Collected data entries:
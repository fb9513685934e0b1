use super::*;
use crate::render::NO_ASSIGNMENT;

// =============================================================
// Helpers
// =============================================================

fn catalog() -> Arc<OptionCatalog> {
    Arc::new(
        [(5, "Robotics"), (6, "Chess"), (7, "Choir"), (8, "Drama")]
            .into_iter()
            .map(|(id, display)| SlotOption {
                id,
                display: display.to_owned(),
            })
            .collect(),
    )
}

fn dataset(current: &str, locked: &str, allow_locking: &str) -> CellDataset {
    CellDataset {
        slot_id: Some("11".to_owned()),
        student_id: Some("22".to_owned()),
        current_item_id: Some(current.to_owned()),
        locked: Some(locked.to_owned()),
        preferred_options: Some("5,6".to_owned()),
        remaining_options: Some("7,8".to_owned()),
        allow_locking: Some(allow_locking.to_owned()),
    }
}

fn cell(current: &str, locked: &str, allow_locking: &str) -> Cell {
    Cell::from_dataset(&dataset(current, locked, allow_locking), catalog()).unwrap()
}

fn label(cell: &Cell) -> String {
    match cell.at_rest_glyphs().last() {
        Some(Glyph::Label(text)) => text.clone(),
        other => panic!("expected label, got {other:?}"),
    }
}

fn success(option_id: Option<i64>, locked: bool) -> SaveOutcome {
    SaveOutcome::Success { option_id, locked }
}

// =============================================================
// Construction
// =============================================================

#[test]
fn from_dataset_reads_all_fields() {
    let cell = cell("5", "true", "true");
    assert_eq!(cell.slot_id(), 11);
    assert_eq!(cell.student_id(), 22);
    assert_eq!(
        cell.current(),
        Assignment {
            option_id: Some(5),
            locked: true
        }
    );
    assert!(cell.allow_locking());
    assert_eq!(cell.phase(), Phase::AtRest);
}

#[test]
fn from_dataset_treats_null_current_as_unassigned() {
    assert_eq!(cell("null", "", "").current(), Assignment::UNASSIGNED);
    assert_eq!(cell("", "false", "false").current(), Assignment::UNASSIGNED);
}

#[test]
fn missing_flags_default_to_false() {
    let mut data = dataset("5", "", "");
    data.locked = None;
    data.allow_locking = None;
    let cell = Cell::from_dataset(&data, catalog()).unwrap();
    assert!(!cell.current().locked);
    assert!(!cell.allow_locking());
}

#[test]
fn from_dataset_fails_fast_on_malformed_ids() {
    let mut data = dataset("5", "", "");
    data.remaining_options = Some("7,eight".to_owned());
    assert_eq!(
        Cell::from_dataset(&data, catalog()),
        Err(ParseError::InvalidInt("eight".to_owned()))
    );

    let mut data = dataset("five", "", "");
    data.slot_id = Some("11".to_owned());
    assert_eq!(
        Cell::from_dataset(&data, catalog()),
        Err(ParseError::InvalidInt("five".to_owned()))
    );
}

#[test]
fn from_dataset_requires_slot_and_student() {
    let mut data = dataset("5", "", "");
    data.slot_id = None;
    assert_eq!(
        Cell::from_dataset(&data, catalog()),
        Err(ParseError::MissingAttribute("slot-id"))
    );

    let mut data = dataset("5", "", "");
    data.student_id = Some("null".to_owned());
    assert_eq!(
        Cell::from_dataset(&data, catalog()),
        Err(ParseError::MissingAttribute("student-id"))
    );
}

#[test]
fn from_dataset_rejects_unknown_options() {
    let mut data = dataset("5", "", "");
    data.preferred_options = Some("5,42".to_owned());
    assert_eq!(Cell::from_dataset(&data, catalog()), Err(ParseError::UnknownOption(42)));

    assert_eq!(
        Cell::from_dataset(&dataset("43", "", ""), catalog()),
        Err(ParseError::UnknownOption(43))
    );
}

#[test]
fn from_dataset_rejects_bad_flags() {
    assert_eq!(
        Cell::from_dataset(&dataset("5", "maybe", ""), catalog()),
        Err(ParseError::InvalidFlag("maybe".to_owned()))
    );
}

// =============================================================
// Rendering
// =============================================================

#[test]
fn unassigned_cell_shows_no_assignment() {
    assert_eq!(label(&cell("null", "", "")), NO_ASSIGNMENT);
}

#[test]
fn assigned_cell_shows_option_display() {
    assert_eq!(label(&cell("7", "", "")), "Choir");
}

#[test]
fn view_tracks_phase() {
    let mut cell = cell("5", "", "");
    assert!(matches!(cell.view(), CellView::AtRest(_)));
    cell.begin_edit();
    assert!(matches!(cell.view(), CellView::Editing(_)));
    cell.choose("7").unwrap();
    assert_eq!(cell.view(), CellView::Saving);
}

// =============================================================
// Editing guards
// =============================================================

#[test]
fn begin_edit_opens_menu_with_current_selected() {
    let mut cell = cell("5", "", "");
    let menu = cell.begin_edit().unwrap();
    assert!(cell.is_editing());
    assert_eq!(menu.selected().map(|e| e.value.as_str()), Some("5"));
}

#[test]
fn begin_edit_is_ignored_while_editing() {
    let mut cell = cell("5", "", "");
    assert!(cell.begin_edit().is_some());
    assert!(cell.begin_edit().is_none());
    assert!(cell.is_editing());
}

#[test]
fn click_while_saving_never_opens_menu_or_issues_request() {
    let mut cell = cell("5", "", "");
    cell.begin_edit();
    let first = cell.choose("7").unwrap();
    assert_eq!(first.option_id, Some(7));

    assert!(cell.begin_edit().is_none());
    assert!(cell.is_saving());
    assert_eq!(cell.choose("8"), Err(CellError::NotEditing));
    assert_eq!(cell.phase(), Phase::Saving(first.assignment()));
}

#[test]
fn choose_outside_editing_is_rejected() {
    let mut cell = cell("5", "", "");
    assert_eq!(cell.choose("7"), Err(CellError::NotEditing));
    assert_eq!(cell.phase(), Phase::AtRest);
}

#[test]
fn without_locking_menu_never_offers_locked_groups() {
    let mut cell = cell("5", "true", "false");
    let menu = cell.begin_edit().unwrap();
    assert_eq!(menu.groups.len(), 2);
    assert!(menu.entries().all(|e| !e.value.ends_with("-locked")));
}

#[test]
fn locked_value_is_rejected_when_locking_not_allowed() {
    let mut cell = cell("5", "", "false");
    cell.begin_edit();
    assert_eq!(
        cell.choose("7-locked"),
        Err(CellError::Parse(ParseError::InvalidMenuValue("7-locked".to_owned())))
    );
    assert_eq!(cell.phase(), Phase::AtRest);
    assert_eq!(cell.current().option_id, Some(5));
}

#[test]
fn value_outside_menu_is_rejected() {
    let mut cell = cell("5", "", "true");
    cell.begin_edit();
    assert!(cell.choose("99").is_err());
    assert_eq!(cell.phase(), Phase::AtRest);
}

// =============================================================
// Scenarios
// =============================================================

#[test]
fn successful_save_commits_and_rerenders() {
    let mut cell = cell("5", "false", "true");
    cell.begin_edit();
    let request = cell.choose("7").unwrap();
    assert_eq!(
        serde_json::to_value(&request).unwrap(),
        serde_json::json!({"slot_id": 11, "student_id": 22, "option_id": 7, "admin_lock": false})
    );

    let outcome = SaveOutcome::from_response(&request, 200, r#"{"success": true}"#);
    let resolution = cell.finish_save(outcome);

    let committed = Assignment {
        option_id: Some(7),
        locked: false,
    };
    assert_eq!(resolution, SaveResolution::Committed(committed));
    assert_eq!(cell.current(), committed);
    assert_eq!(cell.phase(), Phase::AtRest);
    assert_eq!(
        cell.at_rest_glyphs(),
        vec![Glyph::EditIcon, Glyph::Separator, Glyph::Label("Choir".to_owned())]
    );
}

#[test]
fn rejected_save_alerts_with_code_and_reverts() {
    let mut cell = cell("5", "false", "true");
    let before = cell.at_rest_glyphs();
    cell.begin_edit();
    let request = cell.choose("7").unwrap();

    let outcome = SaveOutcome::from_response(&request, 200, r#"{"success": false, "code": "CONFLICT"}"#);
    let SaveResolution::Reverted(failure) = cell.finish_save(outcome) else {
        panic!("expected revert");
    };

    assert!(failure.alert_message().contains("CONFLICT"));
    assert_eq!(
        cell.current(),
        Assignment {
            option_id: Some(5),
            locked: false
        }
    );
    assert_eq!(cell.at_rest_glyphs(), before);
    assert_eq!(label(&cell), "Robotics");
}

#[test]
fn dismissing_menu_restores_prior_render_without_request() {
    let mut cell = cell("5", "true", "true");
    let before = cell.view();
    cell.begin_edit();
    assert!(cell.dismiss());
    assert_eq!(cell.view(), before);
    assert_eq!(cell.phase(), Phase::AtRest);
}

#[test]
fn dismiss_is_a_no_op_outside_editing() {
    let mut cell = cell("5", "", "");
    assert!(!cell.dismiss());
    cell.begin_edit();
    cell.choose("6").unwrap();
    assert!(!cell.dismiss());
    assert!(cell.is_saving());
}

#[test]
fn locked_choice_commits_lock_and_renders_lock_icon() {
    let mut cell = cell("5", "", "true");
    cell.begin_edit();
    let request = cell.choose("8-locked").unwrap();
    assert!(request.admin_lock);

    cell.finish_save(success(Some(8), true));
    assert_eq!(
        cell.at_rest_glyphs(),
        vec![
            Glyph::EditIcon,
            Glyph::Separator,
            Glyph::LockIcon,
            Glyph::Separator,
            Glyph::Label("Drama".to_owned()),
        ]
    );
}

#[test]
fn unassigning_commits_none() {
    let mut cell = cell("5", "true", "true");
    cell.begin_edit();
    let request = cell.choose("0").unwrap();
    assert_eq!(request.option_id, None);
    assert!(!request.admin_lock);

    cell.finish_save(success(None, false));
    assert_eq!(cell.current(), Assignment::UNASSIGNED);
    assert_eq!(label(&cell), NO_ASSIGNMENT);
}

#[test]
fn timeout_reverts_and_allows_a_new_edit() {
    let mut cell = cell("5", "", "");
    cell.begin_edit();
    cell.choose("7").unwrap();

    let resolution = cell.finish_save(SaveOutcome::Failure(SaveFailure::TimedOut(
        std::time::Duration::from_secs(30),
    )));
    assert!(matches!(resolution, SaveResolution::Reverted(SaveFailure::TimedOut(_))));
    assert_eq!(cell.current().option_id, Some(5));
    assert!(cell.begin_edit().is_some());
}

#[test]
fn outcome_without_pending_save_is_ignored() {
    let mut cell = cell("5", "", "");
    assert_eq!(cell.finish_save(success(Some(7), false)), SaveResolution::Ignored);
    assert_eq!(cell.current().option_id, Some(5));
}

### Work item
If a line of the data contains "Choir", copy it out.

### Output
        [(5, "Robotics"), (6, "Chess"), (7, "Choir"), (8, "Drama")]
    assert_eq!(label(&cell("7", "", "")), "Choir");
        vec![Glyph::EditIcon, Glyph::Separator, Glyph::Label("Choir".to_owned())]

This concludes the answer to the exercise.